I can enjoy Dickens but he just doesn’t seem to tower like a Milton—or, for that matter, a Balzac or a Turgenev or a Tolstoy. And of all the novels written about the domestic life none come close to Dream of the Red Chamber. Not within a hairsbreadth.
The 19th century British novelists seems valuable to me less for his or her universal import than for his or her role in the English language literary tradition we are heirs to. This is probably where I stand. Though I can intellectually understand I do not easily sympathize with the disposition that sees authors in the vein of Austen or Dickens the pinnacle of artistic achievement.

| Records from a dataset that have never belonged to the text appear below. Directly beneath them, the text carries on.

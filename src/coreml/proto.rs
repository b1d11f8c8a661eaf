//! Core ML protobuf structures.
//!
//! Hand-maintained `prost` subset of Apple's `Model.proto` and
//! `NeuralNetwork.proto` schemas, limited to the messages a converted
//! convolutional network needs. Field numbers match the upstream
//! definitions so emitted files open in Core ML tooling.

use std::collections::HashMap;

/// A complete Core ML model: specification version, description, and the
/// model-type payload.
#[derive(Clone, PartialEq, ::prost::Message)]
pub struct Model {
    #[prost(int32, tag = "1")]
    pub specification_version: i32,
    #[prost(message, optional, tag = "2")]
    pub description: Option<ModelDescription>,
    #[prost(bool, tag = "10")]
    pub is_updatable: bool,
    #[prost(oneof = "model::Type", tags = "303, 500")]
    pub r#type: Option<model::Type>,
}

pub mod model {
    /// Model-type payload. Only the neural-network family is emitted.
    #[derive(Clone, PartialEq, ::prost::Oneof)]
    pub enum Type {
        #[prost(message, tag = "303")]
        NeuralNetworkRegressor(super::NeuralNetworkRegressor),
        #[prost(message, tag = "500")]
        NeuralNetwork(super::NeuralNetwork),
    }
}

/// Input/output features and metadata of a model.
#[derive(Clone, PartialEq, ::prost::Message)]
pub struct ModelDescription {
    #[prost(message, repeated, tag = "1")]
    pub input: Vec<FeatureDescription>,
    #[prost(message, repeated, tag = "10")]
    pub output: Vec<FeatureDescription>,
    #[prost(string, tag = "11")]
    pub predicted_feature_name: String,
    #[prost(message, optional, tag = "100")]
    pub metadata: Option<Metadata>,
}

/// Human-readable model metadata.
#[derive(Clone, PartialEq, ::prost::Message)]
pub struct Metadata {
    #[prost(string, tag = "1")]
    pub short_description: String,
    #[prost(string, tag = "2")]
    pub version_string: String,
    #[prost(string, tag = "3")]
    pub author: String,
    #[prost(string, tag = "4")]
    pub license: String,
    #[prost(map = "string, string", tag = "100")]
    pub user_defined: HashMap<String, String>,
}

/// A named, typed model input or output.
#[derive(Clone, PartialEq, ::prost::Message)]
pub struct FeatureDescription {
    #[prost(string, tag = "1")]
    pub name: String,
    #[prost(string, tag = "2")]
    pub short_description: String,
    #[prost(message, optional, tag = "3")]
    pub r#type: Option<FeatureType>,
}

/// The type of a feature.
#[derive(Clone, PartialEq, ::prost::Message)]
pub struct FeatureType {
    #[prost(oneof = "feature_type::Type", tags = "2, 4, 5")]
    pub r#type: Option<feature_type::Type>,
    #[prost(bool, tag = "1000")]
    pub is_optional: bool,
}

pub mod feature_type {
    #[derive(Clone, PartialEq, ::prost::Oneof)]
    pub enum Type {
        #[prost(message, tag = "2")]
        DoubleType(super::DoubleFeatureType),
        #[prost(message, tag = "4")]
        ImageType(super::ImageFeatureType),
        #[prost(message, tag = "5")]
        MultiArrayType(super::ArrayFeatureType),
    }
}

/// Scalar double feature.
#[derive(Clone, PartialEq, ::prost::Message)]
pub struct DoubleFeatureType {}

/// Image feature: pixel dimensions and color space.
#[derive(Clone, PartialEq, ::prost::Message)]
pub struct ImageFeatureType {
    #[prost(int64, tag = "1")]
    pub width: i64,
    #[prost(int64, tag = "2")]
    pub height: i64,
    #[prost(enumeration = "image_feature_type::ColorSpace", tag = "3")]
    pub color_space: i32,
}

pub mod image_feature_type {
    /// Pixel layout of an image feature.
    #[derive(Clone, Copy, Debug, PartialEq, Eq, Hash, PartialOrd, Ord, ::prost::Enumeration)]
    #[repr(i32)]
    pub enum ColorSpace {
        InvalidColorSpace = 0,
        Grayscale = 10,
        Rgb = 20,
        Bgr = 30,
    }
}

/// Multidimensional array feature.
#[derive(Clone, PartialEq, ::prost::Message)]
pub struct ArrayFeatureType {
    #[prost(int64, repeated, tag = "1")]
    pub shape: Vec<i64>,
    #[prost(enumeration = "array_feature_type::ArrayDataType", tag = "2")]
    pub data_type: i32,
}

pub mod array_feature_type {
    /// Element type of an array feature. Values encode bit width in the
    /// low 16 bits, as in the upstream schema.
    #[derive(Clone, Copy, Debug, PartialEq, Eq, Hash, PartialOrd, Ord, ::prost::Enumeration)]
    #[repr(i32)]
    pub enum ArrayDataType {
        InvalidArrayDataType = 0,
        Float32 = 65_568,
        Double = 65_600,
        Int32 = 131_104,
    }
}

/// A feed-forward neural network.
#[derive(Clone, PartialEq, ::prost::Message)]
pub struct NeuralNetwork {
    #[prost(message, repeated, tag = "1")]
    pub layers: Vec<NeuralNetworkLayer>,
    #[prost(message, repeated, tag = "2")]
    pub preprocessing: Vec<NeuralNetworkPreprocessing>,
}

/// A neural network whose predicted feature is a continuous value.
#[derive(Clone, PartialEq, ::prost::Message)]
pub struct NeuralNetworkRegressor {
    #[prost(message, repeated, tag = "1")]
    pub layers: Vec<NeuralNetworkLayer>,
    #[prost(message, repeated, tag = "2")]
    pub preprocessing: Vec<NeuralNetworkPreprocessing>,
}

/// Per-input image preprocessing.
#[derive(Clone, PartialEq, ::prost::Message)]
pub struct NeuralNetworkPreprocessing {
    #[prost(string, tag = "1")]
    pub feature_name: String,
    #[prost(oneof = "neural_network_preprocessing::Preprocessor", tags = "10")]
    pub preprocessor: Option<neural_network_preprocessing::Preprocessor>,
}

pub mod neural_network_preprocessing {
    #[derive(Clone, PartialEq, ::prost::Oneof)]
    pub enum Preprocessor {
        #[prost(message, tag = "10")]
        Scaler(super::NeuralNetworkImageScaler),
    }
}

/// Affine pixel preprocessing: `channel * channelScale + channelBias`.
#[derive(Clone, PartialEq, ::prost::Message)]
pub struct NeuralNetworkImageScaler {
    #[prost(float, tag = "10")]
    pub channel_scale: f32,
    #[prost(float, tag = "20")]
    pub blue_bias: f32,
    #[prost(float, tag = "21")]
    pub gray_bias: f32,
    #[prost(float, tag = "22")]
    pub green_bias: f32,
    #[prost(float, tag = "23")]
    pub red_bias: f32,
}

/// One layer of a neural network.
#[derive(Clone, PartialEq, ::prost::Message)]
pub struct NeuralNetworkLayer {
    #[prost(string, tag = "1")]
    pub name: String,
    #[prost(string, repeated, tag = "2")]
    pub input: Vec<String>,
    #[prost(string, repeated, tag = "3")]
    pub output: Vec<String>,
    #[prost(
        oneof = "neural_network_layer::Layer",
        tags = "100, 120, 130, 140, 160, 175, 230, 231, 300, 301, 320"
    )]
    pub layer: Option<neural_network_layer::Layer>,
}

pub mod neural_network_layer {
    /// Layer-parameter payload.
    #[derive(Clone, PartialEq, ::prost::Oneof)]
    pub enum Layer {
        #[prost(message, tag = "100")]
        Convolution(super::ConvolutionLayerParams),
        #[prost(message, tag = "120")]
        Pooling(super::PoolingLayerParams),
        #[prost(message, tag = "130")]
        Activation(super::ActivationParams),
        #[prost(message, tag = "140")]
        InnerProduct(super::InnerProductLayerParams),
        #[prost(message, tag = "160")]
        Batchnorm(super::BatchnormLayerParams),
        #[prost(message, tag = "175")]
        Softmax(super::SoftmaxLayerParams),
        #[prost(message, tag = "230")]
        Add(super::AddLayerParams),
        #[prost(message, tag = "231")]
        Multiply(super::MultiplyLayerParams),
        #[prost(message, tag = "300")]
        Reshape(super::ReshapeLayerParams),
        #[prost(message, tag = "301")]
        Flatten(super::FlattenLayerParams),
        #[prost(message, tag = "320")]
        Concat(super::ConcatLayerParams),
    }
}

/// Dense weight storage.
#[derive(Clone, PartialEq, ::prost::Message)]
pub struct WeightParams {
    #[prost(float, repeated, tag = "1")]
    pub float_value: Vec<f32>,
}

/// Spatial convolution.
#[derive(Clone, PartialEq, ::prost::Message)]
pub struct ConvolutionLayerParams {
    #[prost(uint64, tag = "1")]
    pub output_channels: u64,
    #[prost(uint64, tag = "2")]
    pub kernel_channels: u64,
    #[prost(uint64, tag = "10")]
    pub n_groups: u64,
    #[prost(uint64, repeated, tag = "20")]
    pub kernel_size: Vec<u64>,
    #[prost(uint64, repeated, tag = "30")]
    pub stride: Vec<u64>,
    #[prost(uint64, repeated, tag = "40")]
    pub dilation_factor: Vec<u64>,
    #[prost(oneof = "convolution_layer_params::ConvolutionPaddingType", tags = "50, 51")]
    pub convolution_padding_type: Option<convolution_layer_params::ConvolutionPaddingType>,
    #[prost(bool, tag = "60")]
    pub is_deconvolution: bool,
    #[prost(bool, tag = "70")]
    pub has_bias: bool,
    #[prost(message, optional, tag = "90")]
    pub weights: Option<WeightParams>,
    #[prost(message, optional, tag = "91")]
    pub bias: Option<WeightParams>,
}

pub mod convolution_layer_params {
    #[derive(Clone, PartialEq, ::prost::Oneof)]
    pub enum ConvolutionPaddingType {
        #[prost(message, tag = "50")]
        Valid(super::ValidPadding),
        #[prost(message, tag = "51")]
        Same(super::SamePadding),
    }
}

/// Explicit border padding.
#[derive(Clone, PartialEq, ::prost::Message)]
pub struct ValidPadding {
    #[prost(message, optional, tag = "1")]
    pub padding_amounts: Option<BorderAmounts>,
}

/// TensorFlow-style symmetric padding.
#[derive(Clone, PartialEq, ::prost::Message)]
pub struct SamePadding {
    #[prost(enumeration = "same_padding::SamePaddingMode", tag = "1")]
    pub asymmetry_mode: i32,
}

pub mod same_padding {
    #[derive(Clone, Copy, Debug, PartialEq, Eq, Hash, PartialOrd, Ord, ::prost::Enumeration)]
    #[repr(i32)]
    pub enum SamePaddingMode {
        BottomRightHeavy = 0,
        TopLeftHeavy = 1,
    }
}

/// Per-edge padding amounts, one entry per spatial dimension.
#[derive(Clone, PartialEq, ::prost::Message)]
pub struct BorderAmounts {
    #[prost(message, repeated, tag = "10")]
    pub border_amounts: Vec<border_amounts::EdgeSizes>,
}

pub mod border_amounts {
    #[derive(Clone, PartialEq, ::prost::Message)]
    pub struct EdgeSizes {
        #[prost(uint64, tag = "1")]
        pub start_edge_size: u64,
        #[prost(uint64, tag = "2")]
        pub end_edge_size: u64,
    }
}

/// Spatial pooling.
#[derive(Clone, PartialEq, ::prost::Message)]
pub struct PoolingLayerParams {
    #[prost(enumeration = "pooling_layer_params::PoolingType", tag = "1")]
    pub r#type: i32,
    #[prost(uint64, repeated, tag = "10")]
    pub kernel_size: Vec<u64>,
    #[prost(uint64, repeated, tag = "20")]
    pub stride: Vec<u64>,
    #[prost(oneof = "pooling_layer_params::PoolingPaddingType", tags = "30, 31")]
    pub pooling_padding_type: Option<pooling_layer_params::PoolingPaddingType>,
    #[prost(bool, tag = "50")]
    pub avg_pool_exclude_padding: bool,
    #[prost(bool, tag = "60")]
    pub global_pooling: bool,
}

pub mod pooling_layer_params {
    #[derive(Clone, Copy, Debug, PartialEq, Eq, Hash, PartialOrd, Ord, ::prost::Enumeration)]
    #[repr(i32)]
    pub enum PoolingType {
        Max = 0,
        Average = 1,
        L2 = 2,
    }

    #[derive(Clone, PartialEq, ::prost::Oneof)]
    pub enum PoolingPaddingType {
        #[prost(message, tag = "30")]
        Valid(super::ValidPadding),
        #[prost(message, tag = "31")]
        Same(super::SamePadding),
    }
}

/// Elementwise nonlinearity.
#[derive(Clone, PartialEq, ::prost::Message)]
pub struct ActivationParams {
    #[prost(oneof = "activation_params::NonlinearityType", tags = "5, 10, 15, 30, 40")]
    pub nonlinearity_type: Option<activation_params::NonlinearityType>,
}

pub mod activation_params {
    #[derive(Clone, PartialEq, ::prost::Oneof)]
    pub enum NonlinearityType {
        #[prost(message, tag = "5")]
        Linear(super::ActivationLinear),
        #[prost(message, tag = "10")]
        ReLu(super::ActivationReLu),
        #[prost(message, tag = "15")]
        LeakyReLu(super::ActivationLeakyReLu),
        #[prost(message, tag = "30")]
        Tanh(super::ActivationTanh),
        #[prost(message, tag = "40")]
        Sigmoid(super::ActivationSigmoid),
    }
}

/// `f(x) = alpha * x + beta`.
#[derive(Clone, PartialEq, ::prost::Message)]
pub struct ActivationLinear {
    #[prost(float, tag = "1")]
    pub alpha: f32,
    #[prost(float, tag = "2")]
    pub beta: f32,
}

/// `f(x) = max(0, x)`.
#[derive(Clone, PartialEq, ::prost::Message)]
pub struct ActivationReLu {}

/// `f(x) = x` for `x >= 0`, `alpha * x` otherwise.
#[derive(Clone, PartialEq, ::prost::Message)]
pub struct ActivationLeakyReLu {
    #[prost(float, tag = "1")]
    pub alpha: f32,
}

/// Hyperbolic tangent activation.
#[derive(Clone, PartialEq, ::prost::Message)]
pub struct ActivationTanh {}

/// Logistic sigmoid activation.
#[derive(Clone, PartialEq, ::prost::Message)]
pub struct ActivationSigmoid {}

/// Fully connected layer.
#[derive(Clone, PartialEq, ::prost::Message)]
pub struct InnerProductLayerParams {
    #[prost(uint64, tag = "1")]
    pub input_channels: u64,
    #[prost(uint64, tag = "2")]
    pub output_channels: u64,
    #[prost(bool, tag = "10")]
    pub has_bias: bool,
    #[prost(message, optional, tag = "20")]
    pub weights: Option<WeightParams>,
    #[prost(message, optional, tag = "21")]
    pub bias: Option<WeightParams>,
}

/// Batch normalization with folded statistics.
#[derive(Clone, PartialEq, ::prost::Message)]
pub struct BatchnormLayerParams {
    #[prost(uint64, tag = "1")]
    pub channels: u64,
    #[prost(bool, tag = "5")]
    pub compute_mean_var: bool,
    #[prost(bool, tag = "6")]
    pub instance_normalization: bool,
    #[prost(float, tag = "10")]
    pub epsilon: f32,
    #[prost(message, optional, tag = "15")]
    pub gamma: Option<WeightParams>,
    #[prost(message, optional, tag = "16")]
    pub beta: Option<WeightParams>,
    #[prost(message, optional, tag = "17")]
    pub mean: Option<WeightParams>,
    #[prost(message, optional, tag = "18")]
    pub variance: Option<WeightParams>,
}

/// Channel-axis softmax.
#[derive(Clone, PartialEq, ::prost::Message)]
pub struct SoftmaxLayerParams {}

/// Elementwise addition of the input blobs.
#[derive(Clone, PartialEq, ::prost::Message)]
pub struct AddLayerParams {
    #[prost(float, tag = "1")]
    pub alpha: f32,
}

/// Elementwise multiplication of the input blobs.
#[derive(Clone, PartialEq, ::prost::Message)]
pub struct MultiplyLayerParams {
    #[prost(float, tag = "1")]
    pub alpha: f32,
}

/// Fixed-target-shape reshape.
#[derive(Clone, PartialEq, ::prost::Message)]
pub struct ReshapeLayerParams {
    #[prost(int64, repeated, tag = "1")]
    pub target_shape: Vec<i64>,
    #[prost(enumeration = "reshape_layer_params::ReshapeOrder", tag = "2")]
    pub mode: i32,
}

pub mod reshape_layer_params {
    #[derive(Clone, Copy, Debug, PartialEq, Eq, Hash, PartialOrd, Ord, ::prost::Enumeration)]
    #[repr(i32)]
    pub enum ReshapeOrder {
        ChannelFirst = 0,
        ChannelLast = 1,
    }
}

/// Flatten spatial dimensions into the channel axis.
#[derive(Clone, PartialEq, ::prost::Message)]
pub struct FlattenLayerParams {
    #[prost(enumeration = "flatten_layer_params::FlattenOrder", tag = "1")]
    pub mode: i32,
}

pub mod flatten_layer_params {
    #[derive(Clone, Copy, Debug, PartialEq, Eq, Hash, PartialOrd, Ord, ::prost::Enumeration)]
    #[repr(i32)]
    pub enum FlattenOrder {
        ChannelFirst = 0,
        ChannelLast = 1,
    }
}

/// Channel-axis concatenation.
#[derive(Clone, PartialEq, ::prost::Message)]
pub struct ConcatLayerParams {
    #[prost(bool, tag = "100")]
    pub sequence_concat: bool,
}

I rate Austen and Dickens more than Tanner does, as regular readers will know, and I have not read Dream of the Red Chamber, but I cannot really dissent from this general attitude. English Literature really did peak in the period he describes, though I would like to take it to the 1770s to include Swift, Pope, and Johnson of course. Yes, yes, I know, Chaucer, and Wordsworth, and Sir Gawain, and this whole thing is just a parlour game. Austen is a phenomenally important English writer, essential to the development of the novel, and I love her very much, and I think Tanner and others probably don’t quite see her achievements because of the rubric they measure her work against, but there are many treasures in English Literature’s storehouse. Talking of a period taken as a whole, Tanner is right.


I can see a defensible case for saying that English literature in the period 1580-1680 is (as a whole) superior to that of the 19th century. It seems to me much less defensible to say that English literature in the 19th century is inferior to French or Russian literature in the 19th century - and I speak as someone who loves Balzac and Turgenev and Tolstoy! You didn't comment on that, and I would be interested to know what you think.
Tanner Greer is an interesting writer, but my impression--not from any firm basis, just as a casual reader of his--is that his worldview is very much centered on political and cultural "dominance contests". Uncoincidentally, perhaps, he also is a big Iliad enthusiast.
When I think of Austen and Eliot, their novels take a rather deflationary view of dominance contests. They valorize private virtue over public striving. So it does not surprise me that Tanner Greer does not find that era of writing as compelling, and maybe he has a point! There is something unambitious about private virtue.